1960 British film by Terry Bishop

Danger Tomorrow is a 1960 British second feature noir crime film directed by Terry Bishop and starring Zena Walker, Robert Urquhart and Rupert Davies. It was written by Guy Deghy based on a story by Charles Frank.

==Plot==
A doctor and his wife move into an old house in an English village where he is to start a new job, but over the next few days his wife, who has second sight, begins to experience strange visions, in which she foresees a murder, and starts feeling frightened that her life is in danger.

==Cast==
- Zena Walker as Ginny Murray
- Robert Urquhart as Bob Murray
- Rupert Davies as Dr. Robert Campbell
- Annabel Maule as Helen
- Russell Waters as Steve
- Lisa Daniely as Marie
- Maggie Flint as florist
- Charles Houston as messenger
- Dennis Warden as Johnson
- Robert Dougall as news reader
- Neil Hallett as police Inspector
- Kenneth J. Warren as patient

== Critical reception ==
The Monthly Film Bulletin wrote: "The Murrays' old dark house is real and depressing, not just another Gothic mansion, and there is a welcome lack of overall sensationalism. As a result the occasional shock effects, especially the murder vision, carry quite an impact, and Zena Walker is all the more convincing as the confused and prescient Ginny. The script tends to waste time on such conventional elements as Ginny's attractive French rival, and leaves a few loose ends dangling at the end, but Terry Bishop maintains the supernatural atmosphere quite well and the supporting performances, notably Annabel Maule's jargon-ridden psychiatrist, register."
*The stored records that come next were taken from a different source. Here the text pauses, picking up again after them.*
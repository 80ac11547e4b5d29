// fasta.rs - Paired reference/sample FASTA loader

use std::collections::HashMap;
use std::fs::File;
use std::io::BufReader;
use std::path::Path;

use bio::io::fasta;

use crate::data::patient::PatientRecord;

/// One FASTA record as plain strings
#[derive(Debug, Clone, PartialEq, Eq)]
pub struct FastaEntry {
    pub id: String,
    pub description: Option<String>,
    pub sequence: String,
}

/// Read every record of a FASTA file
pub fn read_fasta(fasta_path: &Path) -> Result<Vec<FastaEntry>, String> {
    let file = File::open(fasta_path)
        .map_err(|e| format!("Failed to open FASTA file {}: {}", fasta_path.display(), e))?;

    let reader = fasta::Reader::new(BufReader::new(file));
    let mut entries = Vec::new();

    for record_result in reader.records() {
        let record = record_result
            .map_err(|e| format!("Invalid FASTA record in {}: {}", fasta_path.display(), e))?;

        entries.push(FastaEntry {
            id: record.id().to_string(),
            description: record.desc().map(|d| d.to_string()),
            sequence: String::from_utf8_lossy(record.seq()).into_owned(),
        });
    }

    Ok(entries)
}

/// Pair reference and sample records by id. Gene type comes from the
/// reference record description. Output follows the reference file order.
pub fn load_paired_fasta(reference_path: &Path, sample_path: &Path) -> Result<Vec<PatientRecord>, String> {
    println!(
        "🧬 Loading paired FASTA: {} + {}",
        reference_path.display(),
        sample_path.display()
    );

    let references = read_fasta(reference_path)?;
    let samples = read_fasta(sample_path)?;

    let mut sample_by_id: HashMap<String, String> = HashMap::with_capacity(samples.len());
    for entry in samples {
        if sample_by_id.contains_key(&entry.id) {
            return Err(format!(
                "Duplicate record id '{}' in {}",
                entry.id,
                sample_path.display()
            ));
        }
        sample_by_id.insert(entry.id, entry.sequence);
    }

    let mut records = Vec::with_capacity(references.len());
    let mut unpaired = 0;
    for entry in references {
        match sample_by_id.remove(&entry.id) {
            Some(sample) => records.push(PatientRecord {
                gene_type: entry
                    .description
                    .as_deref()
                    .and_then(|d| d.split_whitespace().next())
                    .unwrap_or("")
                    .to_string(),
                patient_id: entry.id,
                reference: entry.sequence,
                sample,
            }),
            None => {
                eprintln!("⚠️  Reference {} has no matching sample record, skipping", entry.id);
                unpaired += 1;
            }
        }
    }
    unpaired += sample_by_id.len();

    if records.is_empty() {
        return Err("No reference/sample record pairs found".to_string());
    }

    println!(
        "✅ FASTA pairs loaded: {} patients ({} unpaired records skipped)",
        records.len(),
        unpaired
    );
    Ok(records)
}

#[cfg(test)]
mod tests {
    use super::*;
    use std::io::Write;

    fn write_fasta(content: &str) -> tempfile::NamedTempFile {
        let mut file = tempfile::NamedTempFile::new().unwrap();
        file.write_all(content.as_bytes()).unwrap();
        file
    }

    #[test]
    fn test_pairs_by_id() {
        let references = write_fasta(">P001 BRCA1 exon 11\nATCGATCG\n>P002 TP53\nAAAA\n>P003 BRCA2\nGGGG\n");
        let samples = write_fasta(">P002\nAAAAAA\n>P001\nATCG\nATTG\n");

        let records = load_paired_fasta(references.path(), samples.path()).unwrap();
        assert_eq!(
            records,
            vec![
                PatientRecord::new("P001", "BRCA1", "ATCGATCG", "ATCGATTG"),
                PatientRecord::new("P002", "TP53", "AAAA", "AAAAAA"),
            ]
        );
    }

    #[test]
    fn test_no_pairs_is_an_error() {
        let references = write_fasta(">A\nACGT\n");
        let samples = write_fasta(">B\nACGT\n");
        assert!(load_paired_fasta(references.path(), samples.path()).is_err());
    }

    #[test]
    fn test_read_fasta_keeps_description() {
        let file = write_fasta(">seq1 promoter region\nTATAAA\n");
        let entries = read_fasta(file.path()).unwrap();
        assert_eq!(entries.len(), 1);
        assert_eq!(entries[0].description.as_deref(), Some("promoter region"));
        assert_eq!(entries[0].sequence, "TATAAA");
    }
}
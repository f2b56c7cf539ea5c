// crates/multisz-core/src/codec.rs
//
// Double-NUL-terminated string list codec, unit level.
//
// Flattened layout:
//   element[0] NUL element[1] NUL ... element[n-1] NUL NUL
// Every element is one or more non-NUL units. There is no length field and
// no separator character; the zero unit carries all structure, so it may
// never occur inside an element. An empty list flattens to exactly two NULs.

use crate::error::{MultiSzError, Result};
use crate::unit::Unit;
use crate::validate::validate_elements;

/// Exact unit count of the flattened form of `elems`.
///
/// `sum(len + 1) + 1`: one NUL after each element, plus the closing NUL.
/// The empty list flattens to two NULs, so its length is 2.
///
/// Pure length math; empty elements are not rejected here (that is
/// [`validate_elements`]'s job, and [`encode`] runs it first).
pub fn required_len<U, S: AsRef<[U]>>(elems: &[S]) -> Result<usize> {
    if elems.is_empty() {
        return Ok(2);
    }

    let mut total: usize = 0;
    for s in elems {
        // len + 1 cannot overflow (a slice is at most isize::MAX units);
        // the running sum can, since one slice may be listed many times.
        total = total
            .checked_add(s.as_ref().len() + 1)
            .ok_or_else(|| MultiSzError::Validation("required_len: length overflow".into()))?;
    }

    total = total
        .checked_add(1)
        .ok_or_else(|| MultiSzError::Validation("required_len: length overflow".into()))?;

    Ok(total)
}

/// Flatten `elems` into one double-NUL-terminated unit buffer.
///
/// Each element's units are copied in input order, each followed by one NUL,
/// and one final NUL closes the sequence. Empty input flattens to `[NUL, NUL]`.
///
/// Requirements:
/// - No element may be empty; the first offender is reported as a
///   `Validation` error before anything is allocated.
/// - Elements must not contain the NUL unit. The layout cannot represent
///   them and they are not scanned for: an interior NUL desynchronizes the
///   buffer and [`decode`] will cut the element short at it.
///
/// The output length is known before any copying starts ([`required_len`]),
/// so the buffer is allocated once and the copy loop never reallocates.
pub fn encode<U: Unit, S: AsRef<[U]>>(elems: &[S]) -> Result<Vec<U>> {
    validate_elements(elems)?;

    // Two NULs for the empty list. A single NUL would already read back as
    // empty, but consumers of this layout uniformly expect two.
    if elems.is_empty() {
        return Ok(vec![U::NUL; 2]);
    }

    let total = required_len(elems)?;
    let mut out: Vec<U> = Vec::with_capacity(total);

    for s in elems {
        out.extend_from_slice(s.as_ref());
        out.push(U::NUL);
    }
    out.push(U::NUL);

    debug_assert_eq!(out.len(), total);
    Ok(out)
}

/// Parse a double-NUL-terminated unit buffer back into owned elements.
///
/// The empty slice (no buffer at all) and any buffer whose first unit is NUL
/// (the flattened empty list, including the degenerate single-NUL form) both
/// read back as the empty list; one check covers both. Otherwise elements
/// are cut at each NUL until two NULs appear back to back. Units after that
/// closing pair are ignored.
///
/// Every scan is bounded by the slice, so malformed input is an error, never
/// an out-of-bounds read:
/// - a buffer ending mid-element ("unterminated element");
/// - a buffer ending right after an element's NUL, with no room for the
///   closing one ("missing final terminator").
///
/// Decoded elements are independent owned copies; the input buffer can be
/// dropped or rewritten afterwards. No decoded element is ever empty: a NUL
/// at an element's first unit ends the loop instead.
pub fn decode<U: Unit>(flat: &[U]) -> Result<Vec<Vec<U>>> {
    let mut elems = Vec::new();

    if flat.is_empty() {
        return Ok(elems);
    }

    let mut pos = 0usize;
    while !flat[pos].is_nul() {
        let mut end = pos;
        while end < flat.len() && !flat[end].is_nul() {
            end += 1;
        }
        if end == flat.len() {
            return Err(MultiSzError::Format(format!(
                "unterminated element at unit {pos}"
            )));
        }

        elems.push(flat[pos..end].to_vec());

        // Step past this element's NUL. The closing NUL must still be in
        // bounds, or the buffer ends without its terminating pair.
        pos = end + 1;
        if pos == flat.len() {
            return Err(MultiSzError::Format(format!(
                "missing final terminator: buffer ends at unit {pos}"
            )));
        }
    }

    Ok(elems)
}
Kine Weekly wrote: "The capsule thriller, competently acted, skilfully directed and adequately staged, intrigues and carries a modest kick. Confidently prescribed for the masses and womenfolk. ... The picture is quickly off the mark and the touch of the supernatural keeps it going until it reaches its twist climax. Zena Walker convinces as the confused and frightened Ginny, Robert Urquhart meets all demands as Bob, and Rupert Davies disarms, anyway for the most part, as the scheming, homicidal Campbell. Its supporting players, too, register. The feminine angle is shrewdly plugged, its settings are suitably varied, and the dialogue is incisive."